Beiträge von RMA

    Diese Einschätzung würde ich teilen, Zeno. Folgt man der Literatur sehe ich eine Ablösung des Denkmals- vom Kunstbegriff auch so um 1970. Damals erscheinen auch die allerersten Studien von Kunsthistorikern, die es wagen, die Bauten des Historismus als wertvoll zu erachten (ausgerechnet in [lexicon='Frankfurt am Main'][/lexicon] recht früh, das erste Inventar des Westends stammt aus dem Jahr 1973). Diese Auffassung kann sich in voller Breite d. h. als Lehrmeinung jedoch erst gegen 1980 durchsetzen. In einigen Ämtern sitzen aber immer noch alte Kader, die ihre Denkmalauffassung spürbar aus der Zeit vor 1970 haben.
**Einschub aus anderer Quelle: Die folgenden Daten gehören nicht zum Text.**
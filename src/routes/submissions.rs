use axum::extract::{OriginalUri, Path, Query, State};
use axum::http::{HeaderMap, StatusCode};
use axum::Json;
use chrono::Utc;
use serde::Deserialize;
use uuid::Uuid;

use crate::error::AppError;
use crate::headers::pagination_headers;
use crate::models::submission::{SubmissionInput, SORT_FIELDS};
use crate::models::Submission;
use crate::pagination::PageRequest;
use crate::resolver;
use crate::state::SharedState;

const ENTITY_NAME: &str = "submission";

#[derive(Deserialize)]
pub struct ListParams {
    pub user: Option<String>,
    #[serde(rename = "type")]
    pub kind: Option<String>,
}

pub async fn create(
    State(state): State<SharedState>,
    Json(input): Json<SubmissionInput>,
) -> Result<(StatusCode, HeaderMap, Json<Submission>), AppError> {
    tracing::debug!("REST request to save Submission : {input:?}");
    if input.id.is_some() {
        return Err(AppError::bad_request(
            "A new submission cannot already have an ID",
            ENTITY_NAME,
            "idexists",
        ));
    }

    let (user_id, assessment_id) = references(&state, &input).await?;
    let submission = Submission {
        id: Uuid::now_v7(),
        user_id,
        assessment_id,
        github_url: input.github_url,
        content: input.content,
        submitted_at: Utc::now(),
    };
    let saved = state.stores.submissions.save(&submission).await?;

    let id = saved.id.to_string();
    let headers = state
        .alerts
        .created(ENTITY_NAME, &format!("/api/submissions/{id}"), &id);
    Ok((StatusCode::CREATED, headers, Json(saved)))
}

pub async fn update(
    State(state): State<SharedState>,
    Path(id): Path<Uuid>,
    Json(input): Json<SubmissionInput>,
) -> Result<(HeaderMap, Json<Submission>), AppError> {
    tracing::debug!("REST request to update Submission : {id}, {input:?}");
    let existing = existing_for_update(&state, id, input.id).await?;

    let (user_id, assessment_id) = references(&state, &input).await?;
    let submission = Submission {
        id,
        user_id,
        assessment_id,
        github_url: input.github_url,
        content: input.content,
        submitted_at: existing.submitted_at,
    };
    let saved = state.stores.submissions.save(&submission).await?;

    let headers = state.alerts.updated(ENTITY_NAME, &id.to_string());
    Ok((headers, Json(saved)))
}

pub async fn partial_update(
    State(state): State<SharedState>,
    Path(id): Path<Uuid>,
    Json(input): Json<SubmissionInput>,
) -> Result<(HeaderMap, Json<Submission>), AppError> {
    tracing::debug!("REST request to partial update Submission partially : {id}, {input:?}");
    let mut submission = existing_for_update(&state, id, input.id).await?;

    if input.user_id.is_some() || input.assessment_id.is_some() {
        let merged = SubmissionInput {
            user_id: input.user_id.or(Some(submission.user_id)),
            assessment_id: input.assessment_id.or(Some(submission.assessment_id)),
            ..SubmissionInput::default()
        };
        references(&state, &merged).await?;
    }

    submission.merge(input);
    let saved = state.stores.submissions.save(&submission).await?;

    let headers = state.alerts.updated(ENTITY_NAME, &id.to_string());
    Ok((headers, Json(saved)))
}

/// `GET /api/submissions`: all submissions, optionally narrowed by `user`
/// login and assessment `type`.
pub async fn list(
    State(state): State<SharedState>,
    OriginalUri(uri): OriginalUri,
    Query(params): Query<ListParams>,
) -> Result<(HeaderMap, Json<Vec<Submission>>), AppError> {
    tracing::debug!("REST request to get a page of Submissions based on search");
    let page_request = PageRequest::from_query(uri.query(), SORT_FIELDS, state.config.page_limits)?;

    let page = resolver::resolve_submission_query(
        &state.lookup,
        state.stores.submissions.as_ref(),
        params.user,
        params.kind,
        &page_request,
    )
    .await?;

    let headers = pagination_headers(&state.config.base_url, &uri, &page);
    Ok((headers, Json(page.content)))
}

/// `GET /api/submissions/search`: like [`list`], but honours a single filter
/// and returns nothing when none is given.
pub async fn search(
    State(state): State<SharedState>,
    OriginalUri(uri): OriginalUri,
    Query(params): Query<ListParams>,
) -> Result<(HeaderMap, Json<Vec<Submission>>), AppError> {
    tracing::debug!("REST request to search a page of Submissions");
    let page_request = PageRequest::from_query(uri.query(), SORT_FIELDS, state.config.page_limits)?;

    let page = resolver::resolve_submission_search(
        &state.lookup,
        state.stores.submissions.as_ref(),
        params.user,
        params.kind,
        &page_request,
    )
    .await?;

    let headers = pagination_headers(&state.config.base_url, &uri, &page);
    Ok((headers, Json(page.content)))
}

pub async fn get(
    State(state): State<SharedState>,
    Path(id): Path<Uuid>,
) -> Result<Json<Submission>, AppError> {
    tracing::debug!("REST request to get Submission : {id}");
    let submission = state
        .stores
        .submissions
        .find_by_id(id)
        .await?
        .ok_or_else(|| AppError::NotFound("Submission not found".to_string()))?;
    Ok(Json(submission))
}

pub async fn delete(
    State(state): State<SharedState>,
    Path(id): Path<Uuid>,
) -> Result<(StatusCode, HeaderMap), AppError> {
    tracing::debug!("REST request to delete Submission : {id}");
    state.stores.submissions.delete(id).await?;
    let headers = state.alerts.deleted(ENTITY_NAME, &id.to_string());
    Ok((StatusCode::NO_CONTENT, headers))
}

/// Id checks shared by PUT and PATCH, returning the stored submission.
async fn existing_for_update(
    state: &SharedState,
    id: Uuid,
    body_id: Option<Uuid>,
) -> Result<Submission, AppError> {
    let Some(body_id) = body_id else {
        return Err(AppError::bad_request("Invalid id", ENTITY_NAME, "idnull"));
    };
    if body_id != id {
        return Err(AppError::bad_request("Invalid ID", ENTITY_NAME, "idinvalid"));
    }
    state
        .stores
        .submissions
        .find_by_id(id)
        .await?
        .ok_or_else(|| AppError::bad_request("Entity not found", ENTITY_NAME, "idnotfound"))
}

/// Both references must be present and point at stored entities.
async fn references(
    state: &SharedState,
    input: &SubmissionInput,
) -> Result<(Uuid, Uuid), AppError> {
    let user_id = input
        .user_id
        .ok_or_else(|| AppError::bad_request("A submission needs a userId", ENTITY_NAME, "userrequired"))?;
    let assessment_id = input.assessment_id.ok_or_else(|| {
        AppError::bad_request("A submission needs an assessmentId", ENTITY_NAME, "assessmentrequired")
    })?;

    if state.stores.users.find_by_id(user_id).await?.is_none() {
        return Err(AppError::bad_request("Referenced user not found", ENTITY_NAME, "usernotfound"));
    }
    if state.stores.assessments.find_by_id(assessment_id).await?.is_none() {
        return Err(AppError::bad_request(
            "Referenced assessment not found",
            ENTITY_NAME,
            "assessmentnotfound",
        ));
    }
    Ok((user_id, assessment_id))
}
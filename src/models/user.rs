use chrono::{DateTime, Utc};
use serde::{Deserialize, Serialize};
use uuid::Uuid;

/// Sortable JSON properties and the columns they map to.
pub const SORT_FIELDS: &[(&str, &str)] = &[
    ("id", "id"),
    ("login", "login"),
    ("email", "email"),
    ("firstName", "first_name"),
    ("lastName", "last_name"),
    ("createdDate", "created_date"),
];

#[derive(Debug, Clone, PartialEq, sqlx::FromRow, Serialize, Deserialize)]
#[serde(rename_all = "camelCase")]
pub struct User {
    pub id: Uuid,
    pub login: String,
    pub email: String,
    pub first_name: Option<String>,
    pub last_name: Option<String>,
    pub activated: bool,
    #[serde(skip_serializing)]
    pub activation_key: Option<String>,
    #[serde(skip_serializing)]
    pub reset_key: Option<String>,
    pub created_date: DateTime<Utc>,
}

impl User {
    /// A fresh, not yet activated user with a new id.
    pub fn new(login: &str, email: &str) -> Self {
        Self {
            id: Uuid::now_v7(),
            login: login.to_lowercase(),
            email: email.to_lowercase(),
            first_name: None,
            last_name: None,
            activated: false,
            activation_key: None,
            reset_key: None,
            created_date: Utc::now(),
        }
    }
}
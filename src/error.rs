use axum::http::StatusCode;
use axum::response::{IntoResponse, Response};
use serde_json::json;

use crate::store::StoreError;

#[derive(Debug)]
pub enum AppError {
    NotFound(String),
    /// A rejected write, reported with the entity and an error key clients can switch on.
    BadRequest {
        message: String,
        entity: &'static str,
        key: &'static str,
    },
    InvalidPageRequest(String),
    Store(StoreError),
}

impl AppError {
    pub fn bad_request(message: &str, entity: &'static str, key: &'static str) -> Self {
        AppError::BadRequest {
            message: message.to_string(),
            entity,
            key,
        }
    }
}

impl std::fmt::Display for AppError {
    fn fmt(&self, f: &mut std::fmt::Formatter<'_>) -> std::fmt::Result {
        match self {
            AppError::NotFound(msg) => write!(f, "Not Found: {msg}"),
            AppError::BadRequest { message, entity, key } => {
                write!(f, "Bad Request: {message} ({entity}.{key})")
            }
            AppError::InvalidPageRequest(msg) => write!(f, "Invalid Page Request: {msg}"),
            AppError::Store(err) => write!(f, "Store Error: {err}"),
        }
    }
}

impl std::error::Error for AppError {}

impl IntoResponse for AppError {
    fn into_response(self) -> Response {
        let (status, body) = match &self {
            AppError::NotFound(msg) => (StatusCode::NOT_FOUND, json!({ "error": msg })),
            AppError::BadRequest { message, entity, key } => (
                StatusCode::BAD_REQUEST,
                json!({ "error": message, "entityName": entity, "errorKey": key }),
            ),
            AppError::InvalidPageRequest(msg) => (StatusCode::BAD_REQUEST, json!({ "error": msg })),
            AppError::Store(StoreError::Conflict(msg)) => {
                (StatusCode::CONFLICT, json!({ "error": msg }))
            }
            AppError::Store(err) => {
                tracing::error!("Store error: {err}");
                (
                    StatusCode::INTERNAL_SERVER_ERROR,
                    json!({ "error": "Internal server error" }),
                )
            }
        };

        (status, axum::Json(body)).into_response()
    }
}

impl From<StoreError> for AppError {
    fn from(err: StoreError) -> Self {
        AppError::Store(err)
    }
}

impl From<sqlx::Error> for AppError {
    fn from(err: sqlx::Error) -> Self {
        AppError::Store(StoreError::from(err))
    }
}
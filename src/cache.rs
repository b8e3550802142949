use dashmap::DashMap;

use crate::models::User;

/// The two named user caches.
#[derive(Debug, Clone, Copy, PartialEq, Eq, Hash)]
pub enum CacheName {
    UsersByLogin,
    UsersByEmail,
}

impl CacheName {
    pub fn as_str(&self) -> &'static str {
        match self {
            CacheName::UsersByLogin => "usersByLogin",
            CacheName::UsersByEmail => "usersByEmail",
        }
    }
}

#[derive(Debug)]
pub enum CacheError {
    Unavailable(String),
}

impl std::fmt::Display for CacheError {
    fn fmt(&self, f: &mut std::fmt::Formatter<'_>) -> std::fmt::Result {
        match self {
            CacheError::Unavailable(msg) => write!(f, "cache unavailable: {msg}"),
        }
    }
}

impl std::error::Error for CacheError {}

/// Best-effort memo of positive user lookups. Keys are compared ignoring case.
/// Callers must treat every error as a miss.
pub trait UserCache: Send + Sync {
    fn get(&self, cache: CacheName, key: &str) -> Result<Option<User>, CacheError>;

    /// Store `user` under `key` unless an entry already exists.
    fn insert_if_absent(&self, cache: CacheName, key: &str, user: &User) -> Result<(), CacheError>;

    fn evict(&self, cache: CacheName, key: &str) -> Result<(), CacheError>;
}

/// Process-local cache, one concurrent map per name.
pub struct InMemoryUserCache {
    by_login: DashMap<String, User>,
    by_email: DashMap<String, User>,
    /// Maximum entries per map, 0 for unbounded.
    capacity: usize,
}

impl InMemoryUserCache {
    pub fn new(capacity: usize) -> Self {
        Self {
            by_login: DashMap::new(),
            by_email: DashMap::new(),
            capacity,
        }
    }

    fn map(&self, cache: CacheName) -> &DashMap<String, User> {
        match cache {
            CacheName::UsersByLogin => &self.by_login,
            CacheName::UsersByEmail => &self.by_email,
        }
    }

    pub fn len(&self, cache: CacheName) -> usize {
        self.map(cache).len()
    }

    pub fn is_empty(&self, cache: CacheName) -> bool {
        self.map(cache).is_empty()
    }
}

impl UserCache for InMemoryUserCache {
    fn get(&self, cache: CacheName, key: &str) -> Result<Option<User>, CacheError> {
        Ok(self
            .map(cache)
            .get(&key.to_lowercase())
            .map(|entry| entry.value().clone()))
    }

    fn insert_if_absent(&self, cache: CacheName, key: &str, user: &User) -> Result<(), CacheError> {
        let map = self.map(cache);
        let key = key.to_lowercase();

        if self.capacity > 0 && map.len() >= self.capacity && !map.contains_key(&key) {
            tracing::debug!("Cache {} is full, not caching '{key}'", cache.as_str());
            return Ok(());
        }

        map.entry(key).or_insert_with(|| user.clone());
        Ok(())
    }

    fn evict(&self, cache: CacheName, key: &str) -> Result<(), CacheError> {
        self.map(cache).remove(&key.to_lowercase());
        Ok(())
    }
}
    Aktuell problematisch ist m. M. n. die spürbare Stärkung des Bodendenkmalsektors vulgo der Archäologie in den letzten Jahren. Mir hat vor kurzem jemand, der recht weit oben beim Landesamt für Denkmalpflege in Hessen arbeitet, erzählt, dass dies auch politisch durchaus gewollt ist. Ohne daraus jetzt eine Verschwörungstheorie machen zu wollen sitzen beim genauen Hinsehen mittlerweile in der Tat in vielen Denkmalbehörden der verschiedenen Hierarchieeben aller Bundesländer in führenden Positionen Archäologen, die sich mal zynisch ausgedrückt naturgemäß eher für das interessieren, was unter Häusern (nach deren Abbruch) zu finden ist, und weniger für das Gebäude selbst.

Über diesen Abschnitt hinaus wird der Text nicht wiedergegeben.